After 22 years of drought, the river is down to a trickle this late fall and the water storage it feeds, McPhee Reservoir, has shrunk to its lowest level in decades. Even when the runoff was flowing last spring, the Dolores project was already in water shortage mode and farmers only got 10% of what they’re normally allocated, which means they were only able to grow 10% of the crops they’re used to producing.
Much of the farmland lays fallow…
The water that was released from McPhee Dam tells the story, said Colorado State University senior water and climate scientist Brad Udall: “The agreement is for 25 cubic feet per second minimum flow release and they were releasing 1/5 of that.”
The U.S. Drought Monitor map shows Colorado’s Four Corners region in bright red, in the extreme drought category.

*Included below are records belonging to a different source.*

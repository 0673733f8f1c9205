use super::ScanOptions;
use crate::utils::{self, is_hidden_component, should_ignore, to_relative_key};
use anyhow::{Context, Result};
use chrono::{DateTime, Utc};
use glob::Pattern;
use std::io::ErrorKind;
use std::path::{Path, PathBuf};
use walkdir::{DirEntry, WalkDir};

/// A file found by the walk, before fingerprinting.
#[derive(Debug, Clone)]
pub struct Candidate {
    /// Absolute path used for reading.
    pub absolute: PathBuf,
    /// Snapshot key relative to the root.
    pub key: String,
    /// Size and mtime, or `None` if the file vanished or could not be
    /// stat'ed between listing and inspection.
    pub stat: Option<(u64, DateTime<Utc>)>,
}

/// Outcome of walking a root.
#[derive(Debug)]
pub enum Walk {
    /// The root does not exist or is not a directory.
    Missing,
    /// Files that passed every exclusion rule, in walk order.
    Found(Vec<Candidate>),
}

/// Walk `root` depth-first and collect every included regular file.
///
/// Unreadable subdirectories are skipped with a warning. Failing to read the
/// root itself is an error, except when it has disappeared, which counts as
/// [`Walk::Missing`].
pub fn discover(root: &Path, options: &ScanOptions, patterns: &[Pattern]) -> Result<Walk> {
    if !root.is_dir() {
        return Ok(Walk::Missing);
    }

    let mut walker = WalkDir::new(root)
        .follow_links(options.follow_symlinks)
        .min_depth(1);
    if let Some(depth) = options.effective_max_depth() {
        walker = walker.max_depth(depth);
    }

    let mut candidates = Vec::new();
    for entry in walker
        .into_iter()
        .filter_entry(|e| is_included(e, root, patterns))
    {
        let entry = match entry {
            Ok(entry) => entry,
            Err(err) if err.depth() == 0 => {
                if err.io_error().is_some_and(|e| e.kind() == ErrorKind::NotFound) {
                    return Ok(Walk::Missing);
                }
                return Err(err)
                    .with_context(|| format!("Failed to read scan root: {}", root.display()));
            }
            Err(err) => {
                tracing::warn!(
                    path = ?err.path(),
                    error = %err,
                    "Skipping unreadable entry"
                );
                continue;
            }
        };

        if !entry.file_type().is_file() {
            continue;
        }

        let Some(key) = entry
            .path()
            .strip_prefix(root)
            .ok()
            .and_then(to_relative_key)
        else {
            continue;
        };

        let stat = entry.metadata().ok().and_then(|metadata| {
            let modified = metadata.modified().ok()?;
            Some((metadata.len(), utils::system_time_to_utc(modified)))
        });

        candidates.push(Candidate {
            absolute: entry.into_path(),
            key,
            stat,
        });
    }

    Ok(Walk::Found(candidates))
}

/// Exclusion policy for one walk entry. Rejecting a directory prunes its
/// whole subtree.
fn is_included(entry: &DirEntry, root: &Path, patterns: &[Pattern]) -> bool {
    if entry.depth() == 0 {
        return true;
    }

    if is_hidden_component(&entry.file_name().to_string_lossy()) {
        return false;
    }

    if patterns.is_empty() {
        return true;
    }

    entry
        .path()
        .strip_prefix(root)
        .ok()
        .and_then(to_relative_key)
        .is_none_or(|key| !should_ignore(&key, patterns))
}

“I have said for years that the southwest portion of the state is very much at risk for these kinds of drought,” Udall said. “We should expect for them to occur repeatedly throughout the 21st century.”
At the mouth of the Dolores, one of the only things standing between a shovel to the head and civility is a Montezuma County sheriff deputy whose job it is to keep watch on water robbers.
Dave Huhn is a tall, silver-haired deputy with a bad back from 12 years of ditch riding. He sips from a Big Gulp-sized iced tea as he travels miles of county roads; a badge, a gun and a tablet of citations are his shield.
“Communication is everything and just because you’ve lived out here 100 years doesn’t mean you’re doing it right,” explains Huhn, who was given the responsibility of enforcing complicated Colorado water laws by the county commissioners in 2009. “You can’t steamroll these people. You’re not out there talking with a physicist. You’re out there talking with someone who needs to produce your food. You’ve got to listen to the problem.”
[Marty] Robbins is the keeper of the ditch deeds, which are the official record of water rights. He opened a drawer and pulled out a thick leather-bound dossier of evidence. It is the smoking gun in the world of water crime.
“My whole world changed when Dave took over ditch issues,” Robins said. “Around here, you have a whole lot of attitude and very little forgiveness.”